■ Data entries
%%

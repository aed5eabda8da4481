//! In-memory store adapter
//!
//! Each group table is a `BTreeMap` keyed by hkey, so map order is hkey
//! order and a descendant range is a contiguous run starting at its
//! ancestor. Cursors remember the last hkey they returned and resume just
//! after it, so concurrent writers never invalidate a cursor position.
//!
//! Row-count bookkeeping goes through the shared `TableStatusCache`; writes
//! are buffered in the adapter's session until `commit`.

use std::collections::{BTreeMap, HashMap};
use std::ops::Bound;
use std::sync::{Arc, Mutex, MutexGuard, RwLock};

use uuid::Uuid;

use crate::executor::{
    Bindings, Cursor, CursorLifecycle, CursorState, ExecutionError, ExecutionResult, RowCountMode,
};
use crate::row::{GroupId, GroupTable, HKey, Row, RowType, Schema, TableId};

use super::adapter::{BoxedGroupCursor, GroupCursor, StoreAdapter};
use super::errors::{StorageError, StorageResult};
use super::session::Session;
use super::status_cache::TableStatusCache;
use super::table_status::{MemoryTableFactory, TableStatus};

type GroupRows = Arc<RwLock<BTreeMap<HKey, Row>>>;

/// Store adapter keeping every group table in memory
pub struct MemoryStoreAdapter {
    schema: Arc<Schema>,
    groups: HashMap<GroupId, GroupRows>,
    status_cache: Arc<TableStatusCache>,
    session: Mutex<Session>,
    row_count_mode: RowCountMode,
}

impl MemoryStoreAdapter {
    /// Empty store for every group in `schema`; registers a stored table
    /// status for each table.
    pub fn new(
        schema: Arc<Schema>,
        status_cache: Arc<TableStatusCache>,
        row_count_mode: RowCountMode,
    ) -> StorageResult<Self> {
        let groups = schema
            .groups()
            .map(|g| (g.id(), GroupRows::default()))
            .collect();
        for table in schema.tables() {
            if let Some(table_id) = table.table_id() {
                status_cache.create_table_status(table_id)?;
            }
        }
        Ok(Self {
            schema,
            groups,
            status_cache,
            session: Mutex::new(Session::new()),
            row_count_mode,
        })
    }

    pub fn schema(&self) -> &Arc<Schema> {
        &self.schema
    }

    pub fn status_cache(&self) -> &Arc<TableStatusCache> {
        &self.status_cache
    }

    pub fn row_count_mode(&self) -> RowCountMode {
        self.row_count_mode
    }

    pub fn session_id(&self) -> StorageResult<Uuid> {
        Ok(self.session()?.id())
    }

    fn session(&self) -> StorageResult<MutexGuard<'_, Session>> {
        self.session
            .lock()
            .map_err(|_| StorageError::lock_poisoned("session"))
    }

    fn group_rows(&self, group_id: GroupId) -> StorageResult<&GroupRows> {
        self.groups
            .get(&group_id)
            .ok_or_else(|| StorageError::unknown_group(group_id.value()))
    }

    fn group_rows_for(&self, table_id: TableId) -> StorageResult<&GroupRows> {
        let group = self
            .schema
            .group_of(table_id)
            .ok_or_else(|| StorageError::unknown_table(table_id.value()))?;
        self.group_rows(group.id())
    }

    /// Store a table row and count it in the adapter's session
    pub fn write_row(&self, row: Row) -> ExecutionResult<()> {
        let (hkey, table_id) = match (row.hkey(), row.row_type().table_id()) {
            (Some(hkey), Some(table_id)) => (hkey.clone(), table_id),
            _ => {
                return Err(ExecutionError::invalid_argument(
                    "MemoryStoreAdapter",
                    format!("{} is not a table row", row.row_type()),
                ))
            }
        };
        {
            let mut rows = self
                .group_rows_for(table_id)?
                .write()
                .map_err(|_| StorageError::lock_poisoned("group rows"))?;
            if rows.contains_key(&hkey) {
                return Err(StorageError::duplicate_key(&hkey).into());
            }
            rows.insert(hkey, row);
        }
        let status = self.status_cache.table_status(table_id)?;
        status.rows_written(&mut *self.session()?, 1);
        Ok(())
    }

    /// Remove the row at `hkey`; descendants are left in place
    pub fn delete_row(&self, hkey: &HKey) -> ExecutionResult<bool> {
        let table_id = hkey.table_id().ok_or_else(|| {
            ExecutionError::invalid_argument("MemoryStoreAdapter", "cannot delete the empty hkey")
        })?;
        let removed = self
            .group_rows_for(table_id)?
            .write()
            .map_err(|_| StorageError::lock_poisoned("group rows"))?
            .remove(hkey)
            .is_some();
        if removed {
            let status = self.status_cache.table_status(table_id)?;
            status.row_deleted(&mut *self.session()?);
        }
        Ok(removed)
    }

    /// Register a virtual table whose row count comes from `factory`
    pub fn register_memory_table(
        &self,
        table_id: TableId,
        factory: Arc<dyn MemoryTableFactory>,
    ) -> StorageResult<Arc<TableStatus>> {
        self.status_cache
            .get_or_create_memory_table_status(table_id, factory)
    }

    /// Publish the session's buffered row-count changes
    pub fn commit(&self) -> StorageResult<()> {
        self.status_cache.commit(&mut *self.session()?)
    }

    /// Discard the session's buffered row-count changes.
    ///
    /// Rows already written stay written; only the counts are discarded.
    pub fn rollback(&self) -> StorageResult<()> {
        self.status_cache.rollback(&mut *self.session()?);
        Ok(())
    }
}

impl StoreAdapter for MemoryStoreAdapter {
    fn new_group_cursor(&self, group: &GroupTable) -> ExecutionResult<BoxedGroupCursor> {
        let rows = Arc::clone(self.group_rows(group.id())?);
        Ok(Box::new(MemoryGroupCursor::new(rows)))
    }

    fn row_count(&self, row_type: &RowType) -> ExecutionResult<i64> {
        let table_id = row_type.table_id().ok_or_else(|| {
            ExecutionError::invalid_argument(
                "MemoryStoreAdapter",
                format!("{} is not a table row type", row_type),
            )
        })?;
        let status = self.status_cache.table_status(table_id)?;
        let count = match self.row_count_mode {
            RowCountMode::Exact => {
                let session = self.session()?;
                status.row_count(&session)
            }
            RowCountMode::Approximate => status.approximate_row_count(),
        };
        Ok(count)
    }
}

/// Group cursor over an in-memory group table
struct MemoryGroupCursor {
    lifecycle: CursorLifecycle,
    rows: GroupRows,
    /// Hkey and depth from the last `rebind`
    start: Option<(HKey, bool)>,
    /// Hkey of the last row returned since `open`
    position: Option<HKey>,
}

impl MemoryGroupCursor {
    fn new(rows: GroupRows) -> Self {
        Self {
            lifecycle: CursorLifecycle::new("GroupCursor"),
            rows,
            start: None,
            position: None,
        }
    }

    fn in_range(&self, hkey: &HKey) -> bool {
        match &self.start {
            None => true,
            Some((start, true)) => start.is_prefix_of(hkey),
            Some((start, false)) => start == hkey,
        }
    }
}

impl Cursor for MemoryGroupCursor {
    fn open(&mut self, _bindings: &Bindings) -> ExecutionResult<()> {
        self.lifecycle.check_idle()?;
        self.position = None;
        self.lifecycle.activate();
        Ok(())
    }

    fn next(&mut self) -> ExecutionResult<Option<Row>> {
        self.lifecycle.check_active()?;
        let found = {
            let rows = self
                .rows
                .read()
                .map_err(|_| StorageError::lock_poisoned("group rows"))?;
            let lower = match (&self.position, &self.start) {
                (Some(last), _) => Bound::Excluded(last),
                (None, Some((start, _))) => Bound::Included(start),
                (None, None) => Bound::Unbounded,
            };
            rows.range::<HKey, _>((lower, Bound::Unbounded))
                .next()
                .filter(|(hkey, _)| self.in_range(hkey))
                .map(|(hkey, row)| (hkey.clone(), row.clone()))
        };
        match found {
            Some((hkey, row)) => {
                self.position = Some(hkey);
                Ok(Some(row))
            }
            None => {
                self.position = None;
                self.lifecycle.deactivate();
                Ok(None)
            }
        }
    }

    fn close(&mut self) -> ExecutionResult<()> {
        self.lifecycle.check_idle_or_active()?;
        self.position = None;
        self.lifecycle.deactivate();
        Ok(())
    }

    fn destroy(&mut self) -> ExecutionResult<()> {
        self.lifecycle.destroy()?;
        self.position = None;
        self.start = None;
        Ok(())
    }

    fn state(&self) -> CursorState {
        self.lifecycle.state()
    }
}

impl GroupCursor for MemoryGroupCursor {
    fn rebind(&mut self, hkey: HKey, deep: bool) -> ExecutionResult<()> {
        self.lifecycle.check_idle()?;
        self.start = Some((hkey, deep));
        Ok(())
    }
}

#[cfg(test)]
mod tests {
    use super::*;
    use crate::executor::collect_rows;
    use crate::row::{ColumnDef, ColumnType, Value};
    use crate::storage::StorageErrorCode;

    struct Fixture {
        adapter: MemoryStoreAdapter,
        customer: Arc<RowType>,
        order: Arc<RowType>,
    }

    fn fixture(mode: RowCountMode) -> Fixture {
        let mut schema = Schema::new();
        let customer = schema
            .new_table("customer", vec![ColumnDef::new("cid", ColumnType::Int)], None)
            .unwrap();
        let order = schema
            .new_table(
                "order",
                vec![ColumnDef::new("oid", ColumnType::Int)],
                customer.table_id(),
            )
            .unwrap();
        let adapter =
            MemoryStoreAdapter::new(Arc::new(schema), Arc::new(TableStatusCache::new()), mode).unwrap();
        Fixture {
            adapter,
            customer,
            order,
        }
    }

    fn customer_key(f: &Fixture, cid: i64) -> HKey {
        HKey::root(f.customer.table_id().unwrap(), vec![Value::Int(cid)])
    }

    fn order_key(f: &Fixture, cid: i64, oid: i64) -> HKey {
        customer_key(f, cid).child(f.order.table_id().unwrap(), vec![Value::Int(oid)])
    }

    fn populate(f: &Fixture) {
        for cid in [2, 1] {
            let hkey = customer_key(f, cid);
            f.adapter
                .write_row(Row::table_row(Arc::clone(&f.customer), hkey, vec![Value::Int(cid)]).unwrap())
                .unwrap();
            for oid in [20, 10] {
                let hkey = order_key(f, cid, oid);
                f.adapter
                    .write_row(Row::table_row(Arc::clone(&f.order), hkey, vec![Value::Int(oid)]).unwrap())
                    .unwrap();
            }
        }
    }

    fn group(f: &Fixture) -> GroupTable {
        f.adapter
            .schema()
            .group_of(f.customer.table_id().unwrap())
            .cloned()
            .unwrap()
    }

    fn keys(rows: &[Row]) -> Vec<HKey> {
        rows.iter().map(|r| r.hkey().cloned().unwrap()).collect()
    }

    #[test]
    fn test_full_scan_in_hkey_order() {
        let f = fixture(RowCountMode::Exact);
        populate(&f);
        let mut cursor = f.adapter.new_group_cursor(&group(&f)).unwrap();
        let rows = collect_rows(cursor.as_mut(), &Bindings::new(0)).unwrap();

        assert_eq!(
            keys(&rows),
            vec![
                customer_key(&f, 1),
                order_key(&f, 1, 10),
                order_key(&f, 1, 20),
                customer_key(&f, 2),
                order_key(&f, 2, 10),
                order_key(&f, 2, 20),
            ]
        );
    }

    #[test]
    fn test_deep_and_shallow_rebind() {
        let f = fixture(RowCountMode::Exact);
        populate(&f);
        let mut cursor = f.adapter.new_group_cursor(&group(&f)).unwrap();

        cursor.rebind(customer_key(&f, 1), true).unwrap();
        let deep = collect_rows(cursor.as_mut(), &Bindings::new(0)).unwrap();
        assert_eq!(
            keys(&deep),
            vec![customer_key(&f, 1), order_key(&f, 1, 10), order_key(&f, 1, 20)]
        );

        cursor.rebind(customer_key(&f, 2), false).unwrap();
        let shallow = collect_rows(cursor.as_mut(), &Bindings::new(0)).unwrap();
        assert_eq!(keys(&shallow), vec![customer_key(&f, 2)]);
    }

    #[test]
    fn test_deep_scan_of_missing_ancestor_returns_descendants() {
        let f = fixture(RowCountMode::Exact);
        let hkey = order_key(&f, 5, 50);
        f.adapter
            .write_row(Row::table_row(Arc::clone(&f.order), hkey.clone(), vec![Value::Int(50)]).unwrap())
            .unwrap();

        let mut cursor = f.adapter.new_group_cursor(&group(&f)).unwrap();
        cursor.rebind(customer_key(&f, 5), true).unwrap();
        assert_eq!(keys(&collect_rows(cursor.as_mut(), &Bindings::new(0)).unwrap()), vec![hkey]);

        cursor.rebind(customer_key(&f, 5), false).unwrap();
        assert!(collect_rows(cursor.as_mut(), &Bindings::new(0)).unwrap().is_empty());
    }

    #[test]
    fn test_rebind_requires_idle() {
        let f = fixture(RowCountMode::Exact);
        populate(&f);
        let mut cursor = f.adapter.new_group_cursor(&group(&f)).unwrap();
        cursor.open(&Bindings::new(0)).unwrap();
        let err = cursor.rebind(customer_key(&f, 1), true).unwrap_err();
        assert!(err.is_contract_violation());
    }

    #[test]
    fn test_duplicate_key_rejected() {
        let f = fixture(RowCountMode::Exact);
        populate(&f);
        let row = Row::table_row(Arc::clone(&f.customer), customer_key(&f, 1), vec![Value::Int(1)]).unwrap();
        let err = f.adapter.write_row(row).unwrap_err();
        assert_eq!(
            err.storage_error().map(|e| e.code()),
            Some(StorageErrorCode::HkxStorageDuplicateKey)
        );
    }

    #[test]
    fn test_exact_count_sees_uncommitted_writes() {
        let f = fixture(RowCountMode::Exact);
        populate(&f);
        assert_eq!(f.adapter.row_count(&f.order).unwrap(), 4);
        assert!(f.adapter.delete_row(&order_key(&f, 1, 10)).unwrap());
        assert_eq!(f.adapter.row_count(&f.order).unwrap(), 3);
    }

    #[test]
    fn test_approximate_count_sees_commits_only() {
        let f = fixture(RowCountMode::Approximate);
        populate(&f);
        assert_eq!(f.adapter.row_count(&f.customer).unwrap(), 0);
        f.adapter.commit().unwrap();
        assert_eq!(f.adapter.row_count(&f.customer).unwrap(), 2);
    }
}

%%

■ Prompt
Could you return exactly the lines above from the line with "fn state(&self) ->" to the line with "let order = schema", both included, and nothing else?

■ Response
    fn state(&self) -> CursorState {
        self.lifecycle.state()
    }
}

impl GroupCursor for MemoryGroupCursor {
    fn rebind(&mut self, hkey: HKey, deep: bool) -> ExecutionResult<()> {
        self.lifecycle.check_idle()?;
        self.start = Some((hkey, deep));
        Ok(())
    }
}

#[cfg(test)]
mod tests {
    use super::*;
    use crate::executor::collect_rows;
    use crate::row::{ColumnDef, ColumnType, Value};
    use crate::storage::StorageErrorCode;

    struct Fixture {
        adapter: MemoryStoreAdapter,
        customer: Arc<RowType>,
        order: Arc<RowType>,
    }

    fn fixture(mode: RowCountMode) -> Fixture {
        let mut schema = Schema::new();
        let customer = schema
            .new_table("customer", vec![ColumnDef::new("cid", ColumnType::Int)], None)
            .unwrap();
        let order = schema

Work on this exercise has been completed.